Saved data entries:
Content starts

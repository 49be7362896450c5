//! Settings Accessor
//!
//! The one client-side owner of the settings document. It reconciles three
//! sources: the local cache (read synchronously at construction so the first
//! render already has real content), the server (refresh), and the admin's
//! own writes (optimistic update with rollback).
//!
//! # State machine
//!
//! ```text
//! Uninitialized ──refresh──▶ Loading ──▶ Ready | Error
//! Ready | Error ──refresh──▶ Loading
//! Ready | Error ──update───▶ Updating ──▶ Ready | (previous state + error)
//! ```
//!
//! # Ordering
//!
//! Every refresh and update takes a ticket from one monotonically increasing
//! counter. A refresh result is applied only if it is the latest refresh, it
//! started after the last update activity (start or settle), and no update
//! is pending. An update result is applied only if it is the latest update.
//! Anything else is stale and dropped; the caller still gets its result.
//!
//! Overlapping updates share one rollback target: the state before the first
//! of them started, advanced by every write the server confirms. A failed
//! latest update never rolls back onto another update's unconfirmed value.

use std::sync::Arc;

use parking_lot::Mutex;
use shared::models::SiteSettings;
use tokio::sync::watch;

use crate::cache::{CacheStore, SETTINGS_CACHE_KEY};
use crate::error::{CacheError, SettingsError};
use crate::notice::{Notice, Notifier, TracingNotifier};
use crate::service::SettingsService;

/// Accessor lifecycle status
#[derive(Debug, Clone, Copy, PartialEq, Eq, Default)]
pub enum SettingsStatus {
    /// Nothing cached, nothing fetched yet
    #[default]
    Uninitialized,
    /// Refresh in flight
    Loading,
    Ready,
    /// Last refresh failed; the value shown is the last good one
    Error,
    /// Optimistic write in flight
    Updating,
}

/// What consumers observe
///
/// `settings` is never absent: the empty default stands in until something
/// is loaded.
#[derive(Debug, Clone, Default, PartialEq)]
pub struct SettingsView {
    pub settings: SiteSettings,
    pub status: SettingsStatus,
    /// Value came from the local cache and has not been confirmed yet
    pub from_cache: bool,
    /// Last failure, cleared by the next success
    pub error: Option<String>,
}

impl SettingsView {
    pub fn is_ready(&self) -> bool {
        self.status == SettingsStatus::Ready
    }

    pub fn has_error(&self) -> bool {
        self.error.is_some()
    }
}

/// Last server-confirmed state, the rollback target while writes are in flight
#[derive(Clone)]
struct Snapshot {
    view: SettingsView,
    has_data: bool,
}

impl Snapshot {
    /// The server accepted `settings`
    fn confirm(&mut self, settings: &SiteSettings) {
        self.view = SettingsView {
            settings: settings.clone(),
            status: SettingsStatus::Ready,
            from_cache: false,
            error: None,
        };
        self.has_data = true;
    }
}

struct Inner {
    view: SettingsView,
    /// Something usable was shown at some point (cache hit, fetch, confirmed write)
    has_data: bool,
    seq: u64,
    latest_refresh: u64,
    latest_update: u64,
    /// Ticket of the most recent update start or settle
    latest_write: u64,
    pending_updates: usize,
    /// Taken when the first of a burst of updates starts, dropped when the
    /// last one settles
    base: Option<Snapshot>,
    /// The latest update failed and the view was rolled back to `base`
    latest_failed: bool,
}

impl Inner {
    fn next_ticket(&mut self) -> u64 {
        self.seq += 1;
        self.seq
    }
}

/// Process-wide handle consumers hold
pub type SharedAccessor<S, C> = Arc<SettingsAccessor<S, C>>;

pub struct SettingsAccessor<S, C> {
    service: S,
    cache: C,
    notifier: Arc<dyn Notifier>,
    inner: Mutex<Inner>,
    tx: watch::Sender<SettingsView>,
}

impl<S, C> std::fmt::Debug for SettingsAccessor<S, C> {
    fn fmt(&self, f: &mut std::fmt::Formatter<'_>) -> std::fmt::Result {
        let inner = self.inner.lock();
        f.debug_struct("SettingsAccessor")
            .field("status", &inner.view.status)
            .field("from_cache", &inner.view.from_cache)
            .field("seq", &inner.seq)
            .finish_non_exhaustive()
    }
}

impl<S: SettingsService, C: CacheStore> SettingsAccessor<S, C> {
    /// Cold start from the local cache. No network I/O.
    pub fn new(service: S, cache: C) -> Self {
        Self::with_notifier(service, cache, Arc::new(TracingNotifier))
    }

    pub fn with_notifier(service: S, cache: C, notifier: Arc<dyn Notifier>) -> Self {
        let cached = load_cached(&cache);
        let has_data = cached.is_some();
        let view = match cached {
            Some(settings) => SettingsView {
                settings,
                status: SettingsStatus::Ready,
                from_cache: true,
                error: None,
            },
            None => SettingsView::default(),
        };

        tracing::debug!(from_cache = has_data, "Settings accessor created");

        let (tx, _) = watch::channel(view.clone());
        Self {
            service,
            cache,
            notifier,
            inner: Mutex::new(Inner {
                view,
                has_data,
                seq: 0,
                latest_refresh: 0,
                latest_update: 0,
                latest_write: 0,
                pending_updates: 0,
                base: None,
                latest_failed: false,
            }),
            tx,
        }
    }

    /// Wrap in the shared handle
    pub fn shared(self) -> SharedAccessor<S, C> {
        Arc::new(self)
    }

    /// Current document
    pub fn current(&self) -> SiteSettings {
        self.inner.lock().view.settings.clone()
    }

    pub fn view(&self) -> SettingsView {
        self.inner.lock().view.clone()
    }

    pub fn status(&self) -> SettingsStatus {
        self.inner.lock().view.status
    }

    /// Change feed; the receiver starts at the current view
    pub fn subscribe(&self) -> watch::Receiver<SettingsView> {
        self.tx.subscribe()
    }

    pub fn service(&self) -> &S {
        &self.service
    }

    /// Fetch the document from the server
    ///
    /// On failure the shown value and the cache stay as they are; a notice is
    /// raised only when there is nothing at all to show.
    pub async fn refresh(&self) -> Result<(), SettingsError> {
        let ticket = {
            let mut inner = self.inner.lock();
            let ticket = inner.next_ticket();
            inner.latest_refresh = ticket;
            // 写入进行中时保持 Updating
            if inner.pending_updates == 0 {
                inner.view.status = SettingsStatus::Loading;
                self.publish(&inner);
            }
            ticket
        };

        let result = self.service.get_config().await;

        let mut inner = self.inner.lock();
        let fresh = ticket == inner.latest_refresh
            && ticket > inner.latest_write
            && inner.pending_updates == 0;

        match result {
            Ok(settings) => {
                if !fresh {
                    tracing::debug!(ticket, "Discarding stale settings refresh");
                    return Ok(());
                }
                self.write_cache(&settings);
                inner.view = SettingsView {
                    settings,
                    status: SettingsStatus::Ready,
                    from_cache: false,
                    error: None,
                };
                inner.has_data = true;
                self.publish(&inner);
                tracing::debug!(ticket, "Settings refreshed");
                Ok(())
            }
            Err(e) => {
                if fresh {
                    let nothing_to_show = !inner.has_data;
                    inner.view.status = SettingsStatus::Error;
                    inner.view.error = Some(e.to_string());
                    self.publish(&inner);
                    drop(inner);

                    tracing::warn!(error = %e, "Settings refresh failed");
                    if nothing_to_show {
                        self.notifier
                            .notify(Notice::error("Site settings could not be loaded"));
                    }
                } else {
                    tracing::debug!(ticket, error = %e, "Ignoring failure of stale refresh");
                }
                Err(SettingsError::FetchFailed(e))
            }
        }
    }

    /// Replace the whole document, optimistically
    ///
    /// The new value is visible (and cached) before the server answers. On
    /// failure both go back to the last server-confirmed state, even when
    /// several updates overlap. Callers build the full merged document
    /// themselves.
    pub async fn update(&self, settings: SiteSettings) -> Result<SiteSettings, SettingsError> {
        let ticket = {
            let mut inner = self.inner.lock();
            if inner.pending_updates == 0 {
                inner.base = Some(Snapshot {
                    view: inner.view.clone(),
                    has_data: inner.has_data,
                });
            }

            let ticket = inner.next_ticket();
            inner.latest_update = ticket;
            inner.latest_write = ticket;
            inner.latest_failed = false;
            inner.pending_updates += 1;

            self.write_cache(&settings);
            inner.view.settings = settings.clone();
            inner.view.status = SettingsStatus::Updating;
            inner.view.from_cache = false;
            self.publish(&inner);
            ticket
        };

        let result = self.service.replace_config(&settings).await;

        let mut inner = self.inner.lock();
        inner.pending_updates = inner.pending_updates.saturating_sub(1);
        let settled = inner.next_ticket();
        inner.latest_write = settled;
        let latest = ticket == inner.latest_update;

        let outcome = match result {
            Ok(stored) => {
                if let Some(base) = inner.base.as_mut() {
                    base.confirm(&stored);
                }
                if latest {
                    // 已乐观写入，这里只确认状态
                    inner.view.status = SettingsStatus::Ready;
                    inner.view.error = None;
                    inner.has_data = true;
                    self.publish(&inner);
                } else if inner.latest_failed {
                    // 最新的写入已回滚，服务器现在持有这一份
                    let error = inner.view.error.take();
                    self.restore(&mut inner, error);
                } else {
                    tracing::debug!(ticket, "Superseded settings update confirmed");
                }
                tracing::info!(ticket, "Settings saved");
                Ok(stored)
            }
            Err(e) => {
                if latest {
                    inner.latest_failed = true;
                    self.restore(&mut inner, Some(e.to_string()));
                } else if inner.latest_failed {
                    let error = inner.view.error.take();
                    self.restore(&mut inner, error);
                } else {
                    tracing::debug!(ticket, "Superseded settings update failed");
                }
                Err(e)
            }
        };

        if inner.pending_updates == 0 {
            inner.base = None;
        }
        drop(inner);

        outcome.map_err(|e| {
            tracing::warn!(error = %e, "Settings update failed, changes reverted");
            self.notifier.notify(Notice::error(
                "Settings could not be saved; your changes were reverted",
            ));
            SettingsError::WriteFailed(e)
        })
    }

    /// Roll back to the last confirmed state, cache included
    fn restore(&self, inner: &mut Inner, error: Option<String>) {
        let Some(Snapshot { mut view, has_data }) = inner.base.clone() else {
            return;
        };

        // An interrupted Loading never settles on its own
        view.status = match view.status {
            SettingsStatus::Loading if has_data => SettingsStatus::Ready,
            SettingsStatus::Loading => SettingsStatus::Uninitialized,
            other => other,
        };
        // 仍有写入在途
        if inner.pending_updates > 0 {
            view.status = SettingsStatus::Updating;
        }
        view.error = error;

        if has_data {
            self.write_cache(&view.settings);
        } else if let Err(e) = self.cache.remove(SETTINGS_CACHE_KEY) {
            tracing::warn!(error = %e, "Failed to clear settings cache");
        }

        inner.view = view;
        inner.has_data = has_data;
        self.publish(inner);
    }

    fn write_cache(&self, settings: &SiteSettings) {
        let result = serde_json::to_string(settings)
            .map_err(CacheError::from)
            .and_then(|raw| self.cache.store(SETTINGS_CACHE_KEY, &raw));
        if let Err(e) = result {
            tracing::warn!(error = %e, "Failed to write settings cache");
        }
    }

    fn publish(&self, inner: &Inner) {
        self.tx.send_replace(inner.view.clone());
    }
}

/// Read the cached document; corrupt entries are removed and count as a miss
fn load_cached<C: CacheStore>(cache: &C) -> Option<SiteSettings> {
    let raw = match cache.load(SETTINGS_CACHE_KEY) {
        Ok(Some(raw)) => raw,
        Ok(None) => return None,
        Err(e) => {
            tracing::warn!(error = %e, "Failed to read settings cache");
            return None;
        }
    };

    match serde_json::from_str::<SiteSettings>(&raw) {
        Ok(settings) => Some(settings),
        Err(e) => {
            tracing::debug!(error = %CacheError::from(e), "Discarding settings cache entry");
            if let Err(e) = cache.remove(SETTINGS_CACHE_KEY) {
                tracing::warn!(error = %e, "Failed to remove corrupt settings cache");
            }
            None
        }
    }
}
//! Authentication Routes

mod handler;

use axum::{Router, routing::post};

use crate::core::ServerState;

/// Build authentication router
/// - /api/auth/login: public (no auth required)
pub fn router() -> Router<ServerState> {
    Router::new().route("/api/auth/login", post(handler::login))
}
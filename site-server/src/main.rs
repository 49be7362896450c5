use site_server::{Server, ServerState, print_banner, setup_environment};

#[tokio::main]
async fn main() -> Result<(), Box<dyn std::error::Error>> {
    // 1. 设置环境 (dotenv, 配置, 日志)
    let config = setup_environment()?;

    print_banner();

    tracing::info!(
        work_dir = %config.work_dir,
        port = config.http_port,
        environment = %config.environment,
        "Site server starting..."
    );

    // 2. 初始化服务器状态
    let state = ServerState::initialize(&config)?;

    // 3. 启动 HTTP 服务器
    let server = Server::with_state(config, state);

    if let Err(e) = server.run().await {
        tracing::error!("Server error: {}", e);
        return Err(e.into());
    }

    Ok(())
}
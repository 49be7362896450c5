//! Site Settings API Handlers

use axum::{
    Json,
    extract::{Extension, State},
};
use shared::models::SiteSettings;

use crate::auth::CurrentUser;
use crate::core::ServerState;
use crate::utils::AppResult;
use crate::utils::validation::validate_settings;

/// Get current settings document
pub async fn get(State(state): State<ServerState>) -> AppResult<Json<SiteSettings>> {
    let settings = state.settings.get_or_default()?;
    Ok(Json(settings))
}

/// Replace the settings document
///
/// Whole-document replace; the response body is what was stored.
pub async fn replace(
    State(state): State<ServerState>,
    Extension(current_user): Extension<CurrentUser>,
    Json(payload): Json<SiteSettings>,
) -> AppResult<Json<SiteSettings>> {
    validate_settings(&payload)?;

    let stored = state.settings.replace(&payload)?;

    tracing::info!(
        operator = %current_user.username,
        images = stored.image_fields().iter().filter(|(_, i)| !i.is_empty()).count(),
        "Site settings replaced"
    );

    Ok(Json(stored))
}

Content ends

Your goal:
Please copy, exactly and with nothing else, the lines above beginning at the line that has "pub fn current(&self)" and ending with the line that has "inner.latest_refresh = ticket;".

Written answer:
    pub fn current(&self) -> SiteSettings {
        self.inner.lock().view.settings.clone()
    }

    pub fn view(&self) -> SettingsView {
        self.inner.lock().view.clone()
    }

    pub fn status(&self) -> SettingsStatus {
        self.inner.lock().view.status
    }

    /// Change feed; the receiver starts at the current view
    pub fn subscribe(&self) -> watch::Receiver<SettingsView> {
        self.tx.subscribe()
    }

    pub fn service(&self) -> &S {
        &self.service
    }

    /// Fetch the document from the server
    ///
    /// On failure the shown value and the cache stay as they are; a notice is
    /// raised only when there is nothing at all to show.
    pub async fn refresh(&self) -> Result<(), SettingsError> {
        let ticket = {
            let mut inner = self.inner.lock();
            let ticket = inner.next_ticket();
            inner.latest_refresh = ticket;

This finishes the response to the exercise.